I'm so pleased you are feeling better Simon, it can be very hard when you don't understand why God is putting you through something.

There are a lot of people who sadly believe that if you are ill, you are committing a sin or that it is caused by the devil/demons - not true!!

Sue

sandra said...

I echo your feelings of being blessed to be part of such a loving community Simon and also the power of prayer. The last few months have been difficult for me with family illness and ultimately bereavement but I've felt completely supported and uplifted in prayer from my Kerith family. What a privilege to be part of Gods church at this exciting time.
Sandra

Anonymous said...

Hi Simon.
Thanks for the update, I'm sure the whole church is thankful that things have cleared up. We rejoice with you. I'm very grateful for the insight into what God has tought you through this - You speak the truth and I'm in total agreement with what you've said about Illness and the journeys God takes us on.

Matt

Anonymous said...

Hi Simon

It's good to hear you have been given the all clear.

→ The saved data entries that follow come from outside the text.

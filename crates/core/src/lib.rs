// Copyright (C) 2026 Fred Clausen
// Use of this source code is governed by an MIT-style
// license that can be found in the LICENSE file or at
// https://opensource.org/licenses/MIT.

#![deny(
    clippy::pedantic,
    clippy::cargo,
    clippy::nursery,
    clippy::style,
    clippy::correctness,
    clippy::all,
    clippy::suspicious,
    clippy::complexity,
    clippy::perf,
    clippy::unwrap_used,
    clippy::expect_used
)]

mod apply;
mod command;
mod error;
mod occupancy;
mod state;
mod store;

#[cfg(test)]
mod tests;

// Re-export public types and functions
pub use apply::{apply, apply_bootstrap};
pub use command::Command;
pub use error::CoreError;
pub use occupancy::{Slot, VehicleOccupancy};
pub use state::{
    Booking, BootstrapResult, Outcome, Promotion, SeatAllocation, State, StationMetadata,
    TransitionResult,
};
pub use store::{DEFAULT_OVERNIGHT_SEATS, QueueStore};
// Copyright (C) 2026 Fred Clausen
// Use of this source code is governed by an MIT-style
// license that can be found in the LICENSE file or at
// https://opensource.org/licenses/MIT.

use crate::error::DomainError;
use serde::{Deserialize, Serialize};

/// Largest seat capacity accepted for a registered vehicle.
pub const MAX_VEHICLE_CAPACITY: u32 = 20;

/// Identifier of a queue slot (active or overnight).
///
/// Ids are allocated by the store and never reused.
#[derive(Debug, Clone, Copy, PartialEq, Eq, Hash, PartialOrd, Ord, Serialize, Deserialize)]
#[serde(transparent)]
pub struct EntryId(u64);

impl EntryId {
    /// Creates an entry id from its raw value.
    #[must_use]
    pub const fn new(value: u64) -> Self {
        Self(value)
    }

    /// Returns the raw value.
    #[must_use]
    pub const fn value(&self) -> u64 {
        self.0
    }
}

impl std::fmt::Display for EntryId {
    fn fmt(&self, f: &mut std::fmt::Formatter<'_>) -> std::fmt::Result {
        write!(f, "{}", self.0)
    }
}

/// Identifier of a vehicle in the station fleet.
#[derive(Debug, Clone, PartialEq, Eq, Hash, PartialOrd, Ord, Serialize, Deserialize)]
#[serde(transparent)]
pub struct VehicleId(String);

impl VehicleId {
    /// Creates a vehicle id.
    #[must_use]
    pub fn new(value: &str) -> Self {
        Self(value.trim().to_string())
    }

    /// Returns the id as a string slice.
    #[must_use]
    pub fn value(&self) -> &str {
        &self.0
    }
}

impl std::fmt::Display for VehicleId {
    fn fmt(&self, f: &mut std::fmt::Formatter<'_>) -> std::fmt::Result {
        write!(f, "{}", self.0)
    }
}

/// A departure target served from the station.
///
/// Two destinations are the same if their names match; the station
/// reference is carried for display only.
#[derive(Debug, Clone, Serialize, Deserialize)]
pub struct Destination {
    name: String,
    station_id: Option<String>,
}

impl PartialEq for Destination {
    fn eq(&self, other: &Self) -> bool {
        self.name == other.name
    }
}

impl Eq for Destination {}

impl std::hash::Hash for Destination {
    fn hash<H: std::hash::Hasher>(&self, state: &mut H) {
        self.name.hash(state);
    }
}

impl Destination {
    /// Creates a destination without a station reference.
    ///
    /// The name is trimmed but not otherwise validated; use
    /// [`Destination::parse`] for untrusted input.
    #[must_use]
    pub fn new(name: &str) -> Self {
        Self {
            name: name.trim().to_string(),
            station_id: None,
        }
    }

    /// Creates a destination bound to a remote station id.
    #[must_use]
    pub fn with_station(name: &str, station_id: &str) -> Self {
        Self {
            name: name.trim().to_string(),
            station_id: Some(station_id.to_string()),
        }
    }

    /// Parses a destination name from untrusted input.
    ///
    /// # Errors
    ///
    /// Returns `DomainError::InvalidDestination` if the trimmed name is empty.
    pub fn parse(name: &str) -> Result<Self, DomainError> {
        let destination: Self = Self::new(name);
        if destination.name.is_empty() {
            return Err(DomainError::InvalidDestination(String::from(
                "Destination name cannot be empty",
            )));
        }
        Ok(destination)
    }

    /// Returns the destination name.
    #[must_use]
    pub fn name(&self) -> &str {
        &self.name
    }

    /// Returns the station reference, if any.
    #[must_use]
    pub fn station_id(&self) -> Option<&str> {
        self.station_id.as_deref()
    }
}

impl std::fmt::Display for Destination {
    fn fmt(&self, f: &mut std::fmt::Formatter<'_>) -> std::fmt::Result {
        write!(f, "{}", self.name)
    }
}

/// A driver's national identity card number.
///
/// Always exactly 8 ASCII digits.
#[derive(Debug, Clone, PartialEq, Eq, Hash, Serialize, Deserialize)]
#[serde(try_from = "String", into = "String")]
pub struct DriverCin(String);

impl DriverCin {
    /// Parses a CIN.
    ///
    /// # Errors
    ///
    /// Returns `DomainError::InvalidDriverCin` unless the trimmed input is
    /// exactly 8 digits.
    pub fn parse(value: &str) -> Result<Self, DomainError> {
        let trimmed: &str = value.trim();
        if trimmed.len() != 8 || !trimmed.chars().all(|c| c.is_ascii_digit()) {
            return Err(DomainError::InvalidDriverCin(format!(
                "'{trimmed}' must be exactly 8 digits"
            )));
        }
        Ok(Self(trimmed.to_string()))
    }

    /// Returns the CIN as a string slice.
    #[must_use]
    pub fn value(&self) -> &str {
        &self.0
    }
}

impl TryFrom<String> for DriverCin {
    type Error = DomainError;

    fn try_from(value: String) -> Result<Self, Self::Error> {
        Self::parse(&value)
    }
}

impl From<DriverCin> for String {
    fn from(cin: DriverCin) -> Self {
        cin.0
    }
}

impl std::fmt::Display for DriverCin {
    fn fmt(&self, f: &mut std::fmt::Formatter<'_>) -> std::fmt::Result {
        write!(f, "{}", self.0)
    }
}

/// A vehicle registered at the station.
///
/// Immutable once registered. Which queue it currently occupies is
/// tracked by the store, not here.
#[derive(Debug, Clone, PartialEq, Eq, Serialize, Deserialize)]
pub struct Vehicle {
    /// Unique vehicle id.
    pub vehicle_id: VehicleId,
    /// License plate as painted on the vehicle.
    pub license_plate: String,
    /// Driver's full name.
    pub driver_name: String,
    /// Driver's identity card number.
    pub driver_cin: DriverCin,
    /// Total passenger seats.
    pub capacity: u32,
    /// The route this vehicle normally serves.
    pub assigned_destination: Option<Destination>,
}

impl Vehicle {
    /// Creates a new vehicle.
    ///
    /// # Arguments
    ///
    /// * `vehicle_id` - Unique vehicle id
    /// * `license_plate` - License plate
    /// * `driver_name` - Driver's full name
    /// * `driver_cin` - Driver's identity card number
    /// * `capacity` - Total passenger seats
    /// * `assigned_destination` - Route normally served, if any
    #[must_use]
    pub const fn new(
        vehicle_id: VehicleId,
        license_plate: String,
        driver_name: String,
        driver_cin: DriverCin,
        capacity: u32,
        assigned_destination: Option<Destination>,
    ) -> Self {
        Self {
            vehicle_id,
            license_plate,
            driver_name,
            driver_cin,
            capacity,
            assigned_destination,
        }
    }
}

I totally agree with what sandra has said I am very blessed to be part of such a loving family. I don't honestly know where I would be now if it wasn't for bracknell family church and the leaders in it.

regards karmenie

Anonymous said...

I'm so pleased that you are feeling so much better although i did not know that you were so ill. God bless you & your family. You are such a great inspiration to me.

tim

Jonathan H said...

Simon - There are some meetings (and I can think of one in particular) where people stand up one after the other and say all the amazing things that God has done for them. I think it is really good when people do acknowledge God's gifts of healing and change, but as I look round I see that there are also people who God has not changed or healed and who can feel they are out of the mainstream of God's blessing. For you to go through your illness and reflect on God during that time was inspiring. I am also thankful for doctors and medicine and when you think of Zimbabwe at the moment you realise how blessed by God we all are.